DATA TO USE:
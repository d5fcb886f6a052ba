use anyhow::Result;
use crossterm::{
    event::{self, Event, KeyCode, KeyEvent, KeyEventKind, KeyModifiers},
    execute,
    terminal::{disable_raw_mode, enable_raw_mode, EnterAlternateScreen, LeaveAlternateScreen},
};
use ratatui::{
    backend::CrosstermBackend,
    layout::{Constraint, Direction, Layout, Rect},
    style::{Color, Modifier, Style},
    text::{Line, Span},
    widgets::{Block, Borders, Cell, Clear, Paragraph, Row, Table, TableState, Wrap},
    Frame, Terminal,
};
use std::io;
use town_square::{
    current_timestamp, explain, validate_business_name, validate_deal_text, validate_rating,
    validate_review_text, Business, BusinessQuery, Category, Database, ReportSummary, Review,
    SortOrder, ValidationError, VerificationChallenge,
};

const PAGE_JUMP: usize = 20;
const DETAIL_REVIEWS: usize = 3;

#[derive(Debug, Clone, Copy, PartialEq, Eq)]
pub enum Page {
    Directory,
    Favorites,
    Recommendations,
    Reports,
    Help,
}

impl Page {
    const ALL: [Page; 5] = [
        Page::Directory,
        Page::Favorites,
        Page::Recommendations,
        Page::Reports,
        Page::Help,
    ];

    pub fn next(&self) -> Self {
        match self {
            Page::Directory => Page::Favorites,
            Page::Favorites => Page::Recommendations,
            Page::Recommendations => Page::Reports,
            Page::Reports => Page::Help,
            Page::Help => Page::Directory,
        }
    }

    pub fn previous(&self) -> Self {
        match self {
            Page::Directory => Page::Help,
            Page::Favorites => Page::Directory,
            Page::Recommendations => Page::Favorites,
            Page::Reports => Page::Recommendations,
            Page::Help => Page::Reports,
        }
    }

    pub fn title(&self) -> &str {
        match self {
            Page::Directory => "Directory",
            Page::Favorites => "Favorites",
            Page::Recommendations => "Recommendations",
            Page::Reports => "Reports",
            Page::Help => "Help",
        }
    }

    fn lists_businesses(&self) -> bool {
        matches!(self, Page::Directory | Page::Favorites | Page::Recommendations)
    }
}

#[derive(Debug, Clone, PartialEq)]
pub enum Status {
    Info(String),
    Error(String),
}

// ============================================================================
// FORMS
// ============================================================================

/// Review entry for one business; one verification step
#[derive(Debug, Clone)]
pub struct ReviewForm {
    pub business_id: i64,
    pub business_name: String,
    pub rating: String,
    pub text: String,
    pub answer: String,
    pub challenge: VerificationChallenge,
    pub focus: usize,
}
...
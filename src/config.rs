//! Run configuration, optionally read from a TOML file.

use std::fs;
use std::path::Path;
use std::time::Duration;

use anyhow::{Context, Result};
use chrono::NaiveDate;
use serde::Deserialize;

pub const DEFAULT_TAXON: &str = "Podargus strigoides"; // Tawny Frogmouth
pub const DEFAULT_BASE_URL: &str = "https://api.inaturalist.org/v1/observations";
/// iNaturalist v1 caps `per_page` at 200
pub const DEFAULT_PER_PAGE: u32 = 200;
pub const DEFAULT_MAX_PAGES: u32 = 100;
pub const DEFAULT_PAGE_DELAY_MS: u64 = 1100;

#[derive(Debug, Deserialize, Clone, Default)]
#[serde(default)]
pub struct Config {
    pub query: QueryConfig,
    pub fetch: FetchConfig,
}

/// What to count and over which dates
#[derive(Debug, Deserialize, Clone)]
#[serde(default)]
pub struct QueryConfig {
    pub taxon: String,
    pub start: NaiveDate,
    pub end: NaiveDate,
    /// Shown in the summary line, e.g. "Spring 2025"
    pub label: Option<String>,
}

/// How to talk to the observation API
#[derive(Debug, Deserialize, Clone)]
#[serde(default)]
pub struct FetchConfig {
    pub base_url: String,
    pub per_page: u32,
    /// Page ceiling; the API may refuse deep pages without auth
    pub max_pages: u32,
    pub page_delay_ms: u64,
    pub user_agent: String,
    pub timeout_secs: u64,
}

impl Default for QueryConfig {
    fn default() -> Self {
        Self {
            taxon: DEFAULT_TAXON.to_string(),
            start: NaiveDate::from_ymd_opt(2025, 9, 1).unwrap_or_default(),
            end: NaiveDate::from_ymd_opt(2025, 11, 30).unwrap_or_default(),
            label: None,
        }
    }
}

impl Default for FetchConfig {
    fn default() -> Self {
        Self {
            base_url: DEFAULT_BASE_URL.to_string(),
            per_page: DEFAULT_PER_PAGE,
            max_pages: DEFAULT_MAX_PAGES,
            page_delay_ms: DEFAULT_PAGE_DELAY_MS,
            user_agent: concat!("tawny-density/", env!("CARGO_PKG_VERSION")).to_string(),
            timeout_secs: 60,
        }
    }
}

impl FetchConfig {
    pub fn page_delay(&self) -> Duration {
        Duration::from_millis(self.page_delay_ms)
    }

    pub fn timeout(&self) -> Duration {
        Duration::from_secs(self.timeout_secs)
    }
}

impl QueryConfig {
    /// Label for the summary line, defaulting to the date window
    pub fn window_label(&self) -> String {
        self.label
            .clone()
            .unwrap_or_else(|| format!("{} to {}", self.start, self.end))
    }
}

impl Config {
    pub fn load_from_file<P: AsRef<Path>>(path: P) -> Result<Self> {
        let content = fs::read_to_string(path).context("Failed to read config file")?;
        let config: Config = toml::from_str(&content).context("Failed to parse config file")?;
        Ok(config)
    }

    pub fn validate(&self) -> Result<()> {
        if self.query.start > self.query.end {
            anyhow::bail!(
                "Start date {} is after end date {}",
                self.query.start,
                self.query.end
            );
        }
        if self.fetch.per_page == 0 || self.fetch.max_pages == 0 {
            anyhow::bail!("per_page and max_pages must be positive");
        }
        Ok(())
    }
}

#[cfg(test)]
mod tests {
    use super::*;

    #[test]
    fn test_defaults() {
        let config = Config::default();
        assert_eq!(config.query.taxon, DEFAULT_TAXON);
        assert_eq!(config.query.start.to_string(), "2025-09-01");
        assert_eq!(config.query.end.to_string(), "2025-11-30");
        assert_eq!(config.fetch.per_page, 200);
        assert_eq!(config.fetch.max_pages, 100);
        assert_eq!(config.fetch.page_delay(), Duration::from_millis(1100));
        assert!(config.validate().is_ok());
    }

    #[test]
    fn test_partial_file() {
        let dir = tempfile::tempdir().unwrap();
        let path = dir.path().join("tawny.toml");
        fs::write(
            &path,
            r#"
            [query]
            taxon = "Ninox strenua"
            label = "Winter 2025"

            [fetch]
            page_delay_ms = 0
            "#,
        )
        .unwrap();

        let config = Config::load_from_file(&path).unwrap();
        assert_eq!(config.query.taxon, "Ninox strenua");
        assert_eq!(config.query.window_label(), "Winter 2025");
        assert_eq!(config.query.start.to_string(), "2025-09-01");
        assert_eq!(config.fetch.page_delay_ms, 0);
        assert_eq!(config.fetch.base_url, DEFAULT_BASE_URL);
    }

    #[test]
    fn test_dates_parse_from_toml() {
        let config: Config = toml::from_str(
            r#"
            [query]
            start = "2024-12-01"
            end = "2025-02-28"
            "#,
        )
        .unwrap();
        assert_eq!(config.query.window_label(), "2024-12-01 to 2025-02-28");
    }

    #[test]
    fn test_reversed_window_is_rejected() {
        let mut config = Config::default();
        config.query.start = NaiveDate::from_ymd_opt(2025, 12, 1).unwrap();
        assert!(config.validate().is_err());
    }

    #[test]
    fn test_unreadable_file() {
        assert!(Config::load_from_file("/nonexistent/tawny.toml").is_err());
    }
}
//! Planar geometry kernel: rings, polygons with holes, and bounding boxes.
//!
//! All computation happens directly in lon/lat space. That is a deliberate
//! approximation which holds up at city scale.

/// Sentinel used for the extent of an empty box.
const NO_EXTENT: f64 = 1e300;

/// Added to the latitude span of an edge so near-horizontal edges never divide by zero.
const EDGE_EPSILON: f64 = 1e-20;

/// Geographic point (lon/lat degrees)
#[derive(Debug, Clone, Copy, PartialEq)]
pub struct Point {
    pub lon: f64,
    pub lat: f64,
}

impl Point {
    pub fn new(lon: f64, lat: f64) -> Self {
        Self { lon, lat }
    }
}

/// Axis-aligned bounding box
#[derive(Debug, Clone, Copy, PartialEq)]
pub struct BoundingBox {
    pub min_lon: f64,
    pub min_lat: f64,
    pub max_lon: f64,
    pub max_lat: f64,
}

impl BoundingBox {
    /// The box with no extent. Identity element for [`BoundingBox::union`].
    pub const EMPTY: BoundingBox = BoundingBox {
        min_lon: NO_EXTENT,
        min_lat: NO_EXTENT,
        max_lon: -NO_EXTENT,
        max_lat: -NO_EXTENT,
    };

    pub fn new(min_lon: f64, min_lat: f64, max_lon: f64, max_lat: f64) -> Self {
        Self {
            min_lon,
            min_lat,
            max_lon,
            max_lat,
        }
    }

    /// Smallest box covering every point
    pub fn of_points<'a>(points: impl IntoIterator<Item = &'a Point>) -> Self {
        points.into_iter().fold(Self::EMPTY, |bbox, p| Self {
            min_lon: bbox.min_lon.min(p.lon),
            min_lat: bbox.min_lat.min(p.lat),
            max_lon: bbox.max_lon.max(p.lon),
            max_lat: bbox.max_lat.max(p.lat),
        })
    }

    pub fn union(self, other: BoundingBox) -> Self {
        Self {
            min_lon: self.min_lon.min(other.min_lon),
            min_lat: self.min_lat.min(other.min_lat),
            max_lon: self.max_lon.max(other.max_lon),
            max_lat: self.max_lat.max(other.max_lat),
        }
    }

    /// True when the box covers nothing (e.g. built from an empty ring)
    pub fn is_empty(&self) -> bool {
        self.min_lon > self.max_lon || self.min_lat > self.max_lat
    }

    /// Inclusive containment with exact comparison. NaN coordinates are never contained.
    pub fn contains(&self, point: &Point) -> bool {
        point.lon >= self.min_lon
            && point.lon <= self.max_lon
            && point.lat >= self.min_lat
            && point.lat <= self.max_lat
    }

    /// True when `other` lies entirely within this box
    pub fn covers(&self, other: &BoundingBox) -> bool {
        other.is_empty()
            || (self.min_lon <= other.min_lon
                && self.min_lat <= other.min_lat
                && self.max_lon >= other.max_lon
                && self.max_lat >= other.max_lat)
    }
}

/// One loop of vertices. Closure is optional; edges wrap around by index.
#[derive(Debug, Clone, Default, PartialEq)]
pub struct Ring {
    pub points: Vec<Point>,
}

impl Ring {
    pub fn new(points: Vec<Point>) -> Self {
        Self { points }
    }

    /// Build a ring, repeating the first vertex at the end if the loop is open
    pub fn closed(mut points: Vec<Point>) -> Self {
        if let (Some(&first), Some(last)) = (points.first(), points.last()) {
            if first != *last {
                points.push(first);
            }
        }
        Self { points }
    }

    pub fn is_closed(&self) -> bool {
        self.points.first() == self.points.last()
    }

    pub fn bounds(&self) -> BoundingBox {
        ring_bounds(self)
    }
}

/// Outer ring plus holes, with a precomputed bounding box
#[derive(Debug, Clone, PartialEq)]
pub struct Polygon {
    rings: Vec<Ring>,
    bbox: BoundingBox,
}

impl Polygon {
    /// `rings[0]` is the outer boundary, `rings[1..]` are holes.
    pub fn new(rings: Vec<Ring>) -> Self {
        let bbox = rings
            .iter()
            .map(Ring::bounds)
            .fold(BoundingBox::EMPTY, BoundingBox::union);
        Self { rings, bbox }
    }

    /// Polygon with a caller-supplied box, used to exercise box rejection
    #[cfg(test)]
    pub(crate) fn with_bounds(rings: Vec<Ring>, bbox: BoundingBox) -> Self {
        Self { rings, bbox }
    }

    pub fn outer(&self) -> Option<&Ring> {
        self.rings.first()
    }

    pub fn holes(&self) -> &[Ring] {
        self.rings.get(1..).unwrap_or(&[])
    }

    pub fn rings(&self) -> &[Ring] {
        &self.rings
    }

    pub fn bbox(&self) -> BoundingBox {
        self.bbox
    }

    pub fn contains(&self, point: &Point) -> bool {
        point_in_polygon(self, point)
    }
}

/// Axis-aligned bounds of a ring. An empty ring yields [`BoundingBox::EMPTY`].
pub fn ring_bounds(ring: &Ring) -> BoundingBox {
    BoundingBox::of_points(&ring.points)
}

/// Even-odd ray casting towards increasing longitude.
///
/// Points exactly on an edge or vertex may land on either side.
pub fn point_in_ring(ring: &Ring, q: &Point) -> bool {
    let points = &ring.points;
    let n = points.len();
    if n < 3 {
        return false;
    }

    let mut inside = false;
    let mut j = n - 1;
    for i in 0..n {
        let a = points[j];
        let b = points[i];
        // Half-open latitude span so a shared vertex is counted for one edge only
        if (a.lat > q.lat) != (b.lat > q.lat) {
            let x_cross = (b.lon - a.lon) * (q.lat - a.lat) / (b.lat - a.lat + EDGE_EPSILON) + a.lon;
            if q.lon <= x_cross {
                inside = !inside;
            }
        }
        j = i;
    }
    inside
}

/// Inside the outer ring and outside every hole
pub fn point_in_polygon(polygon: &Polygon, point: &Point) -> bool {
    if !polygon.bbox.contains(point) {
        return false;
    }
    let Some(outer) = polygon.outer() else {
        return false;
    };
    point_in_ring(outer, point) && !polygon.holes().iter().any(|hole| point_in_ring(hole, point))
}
==
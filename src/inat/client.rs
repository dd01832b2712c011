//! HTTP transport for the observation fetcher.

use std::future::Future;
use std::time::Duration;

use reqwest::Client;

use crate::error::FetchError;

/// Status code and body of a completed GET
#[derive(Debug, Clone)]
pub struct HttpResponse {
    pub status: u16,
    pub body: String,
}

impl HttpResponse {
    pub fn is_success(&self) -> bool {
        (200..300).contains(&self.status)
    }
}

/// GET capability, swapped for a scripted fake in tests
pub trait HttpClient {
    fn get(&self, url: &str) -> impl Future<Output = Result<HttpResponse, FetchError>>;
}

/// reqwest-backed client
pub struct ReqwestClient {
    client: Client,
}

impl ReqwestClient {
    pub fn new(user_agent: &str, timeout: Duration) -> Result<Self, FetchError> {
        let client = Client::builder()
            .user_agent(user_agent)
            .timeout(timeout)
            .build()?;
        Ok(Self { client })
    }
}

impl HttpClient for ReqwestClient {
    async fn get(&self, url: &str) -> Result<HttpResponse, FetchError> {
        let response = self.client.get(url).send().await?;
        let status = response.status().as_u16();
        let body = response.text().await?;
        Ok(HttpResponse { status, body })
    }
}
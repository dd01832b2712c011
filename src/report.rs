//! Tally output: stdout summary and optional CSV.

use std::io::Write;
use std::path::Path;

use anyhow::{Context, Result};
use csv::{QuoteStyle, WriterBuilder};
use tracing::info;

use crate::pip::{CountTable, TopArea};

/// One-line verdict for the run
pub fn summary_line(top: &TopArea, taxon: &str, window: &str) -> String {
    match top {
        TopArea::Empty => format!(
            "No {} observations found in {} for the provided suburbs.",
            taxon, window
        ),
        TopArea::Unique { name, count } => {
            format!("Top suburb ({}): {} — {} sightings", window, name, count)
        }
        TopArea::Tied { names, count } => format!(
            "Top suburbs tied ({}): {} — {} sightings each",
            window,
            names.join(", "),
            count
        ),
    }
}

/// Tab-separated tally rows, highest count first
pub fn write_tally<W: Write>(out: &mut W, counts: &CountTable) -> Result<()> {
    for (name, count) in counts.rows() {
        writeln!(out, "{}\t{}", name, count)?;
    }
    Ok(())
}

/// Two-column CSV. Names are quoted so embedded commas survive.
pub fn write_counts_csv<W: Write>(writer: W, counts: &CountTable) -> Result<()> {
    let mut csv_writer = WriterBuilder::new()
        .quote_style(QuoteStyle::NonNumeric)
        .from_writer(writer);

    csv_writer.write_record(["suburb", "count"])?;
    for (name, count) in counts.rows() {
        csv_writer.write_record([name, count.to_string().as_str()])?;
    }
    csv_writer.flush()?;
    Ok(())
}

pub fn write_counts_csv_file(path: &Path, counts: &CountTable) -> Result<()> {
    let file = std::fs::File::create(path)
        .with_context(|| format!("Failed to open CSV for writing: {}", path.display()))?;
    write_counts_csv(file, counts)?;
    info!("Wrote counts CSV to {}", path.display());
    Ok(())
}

WHAT YOU ARE ASKED TO DO:
Your task for the entries above: copy exactly the span starting with the line with "point.lat <= self.max_lat" and going on through the line with "#[derive(Debug, Clone, Default, PartialEq)]", both lines included, and nothing else.

TASK OUTPUT:
            && point.lat <= self.max_lat
    }

    /// True when `other` lies entirely within this box
    pub fn covers(&self, other: &BoundingBox) -> bool {
        other.is_empty()
            || (self.min_lon <= other.min_lon
                && self.min_lat <= other.min_lat
                && self.max_lon >= other.max_lon
                && self.max_lat >= other.max_lat)
    }
}

/// One loop of vertices. Closure is optional; edges wrap around by index.
#[derive(Debug, Clone, Default, PartialEq)]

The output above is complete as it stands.